- _YOUR OBJECTIVE_: Nothing but a number is wanted here: the count of lines in the data holding the word "items".

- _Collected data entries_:
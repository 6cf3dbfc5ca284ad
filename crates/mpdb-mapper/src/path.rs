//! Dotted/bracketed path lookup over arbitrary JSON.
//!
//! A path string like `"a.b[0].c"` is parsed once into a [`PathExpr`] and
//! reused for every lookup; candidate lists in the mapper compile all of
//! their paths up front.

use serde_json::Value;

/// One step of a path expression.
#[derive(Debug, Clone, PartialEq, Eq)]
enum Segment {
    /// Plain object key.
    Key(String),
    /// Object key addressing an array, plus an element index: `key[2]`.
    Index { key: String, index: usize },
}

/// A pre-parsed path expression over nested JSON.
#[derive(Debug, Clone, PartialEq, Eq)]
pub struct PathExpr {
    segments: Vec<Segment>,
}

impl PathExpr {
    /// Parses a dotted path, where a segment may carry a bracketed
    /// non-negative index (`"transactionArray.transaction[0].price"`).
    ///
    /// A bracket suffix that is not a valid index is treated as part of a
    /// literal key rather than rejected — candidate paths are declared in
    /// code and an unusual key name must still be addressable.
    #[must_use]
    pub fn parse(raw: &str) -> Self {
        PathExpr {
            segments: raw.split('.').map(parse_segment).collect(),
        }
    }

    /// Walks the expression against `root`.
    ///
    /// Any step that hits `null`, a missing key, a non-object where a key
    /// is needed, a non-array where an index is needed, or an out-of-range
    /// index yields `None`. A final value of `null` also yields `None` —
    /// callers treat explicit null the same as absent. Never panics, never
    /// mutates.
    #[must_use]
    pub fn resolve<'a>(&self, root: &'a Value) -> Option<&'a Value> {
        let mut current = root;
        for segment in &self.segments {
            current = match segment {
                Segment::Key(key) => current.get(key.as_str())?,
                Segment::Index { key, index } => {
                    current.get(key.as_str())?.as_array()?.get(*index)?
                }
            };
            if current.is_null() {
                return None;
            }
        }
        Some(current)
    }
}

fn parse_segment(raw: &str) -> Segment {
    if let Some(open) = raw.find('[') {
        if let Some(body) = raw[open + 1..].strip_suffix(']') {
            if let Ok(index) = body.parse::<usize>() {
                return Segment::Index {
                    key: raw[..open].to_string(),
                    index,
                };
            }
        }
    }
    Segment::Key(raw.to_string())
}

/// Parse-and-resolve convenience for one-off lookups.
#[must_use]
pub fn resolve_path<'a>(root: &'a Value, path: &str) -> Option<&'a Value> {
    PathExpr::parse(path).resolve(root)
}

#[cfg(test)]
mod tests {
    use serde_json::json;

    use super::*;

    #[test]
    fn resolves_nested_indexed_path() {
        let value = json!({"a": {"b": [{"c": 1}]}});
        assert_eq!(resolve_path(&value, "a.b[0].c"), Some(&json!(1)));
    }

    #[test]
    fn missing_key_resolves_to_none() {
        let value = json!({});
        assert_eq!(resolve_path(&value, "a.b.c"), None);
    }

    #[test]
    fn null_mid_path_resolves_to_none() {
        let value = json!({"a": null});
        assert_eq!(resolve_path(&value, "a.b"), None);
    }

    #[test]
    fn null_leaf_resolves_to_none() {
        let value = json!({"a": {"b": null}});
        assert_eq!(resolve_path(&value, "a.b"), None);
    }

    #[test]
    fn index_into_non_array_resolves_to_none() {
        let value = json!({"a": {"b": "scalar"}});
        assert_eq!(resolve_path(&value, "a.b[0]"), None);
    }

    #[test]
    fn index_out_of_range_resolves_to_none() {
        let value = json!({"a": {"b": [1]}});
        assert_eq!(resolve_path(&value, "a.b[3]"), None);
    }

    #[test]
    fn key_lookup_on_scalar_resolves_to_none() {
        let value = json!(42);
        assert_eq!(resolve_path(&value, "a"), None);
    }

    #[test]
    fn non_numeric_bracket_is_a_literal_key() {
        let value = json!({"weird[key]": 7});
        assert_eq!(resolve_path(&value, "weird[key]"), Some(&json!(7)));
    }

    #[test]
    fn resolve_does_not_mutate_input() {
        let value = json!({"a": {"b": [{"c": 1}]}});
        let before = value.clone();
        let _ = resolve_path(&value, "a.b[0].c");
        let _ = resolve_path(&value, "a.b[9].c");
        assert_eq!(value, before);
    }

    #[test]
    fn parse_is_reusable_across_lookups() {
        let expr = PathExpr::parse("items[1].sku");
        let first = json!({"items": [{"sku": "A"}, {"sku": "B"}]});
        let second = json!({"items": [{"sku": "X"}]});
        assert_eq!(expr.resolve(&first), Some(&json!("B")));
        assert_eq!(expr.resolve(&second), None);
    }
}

- _TASK RESPONSE_: 3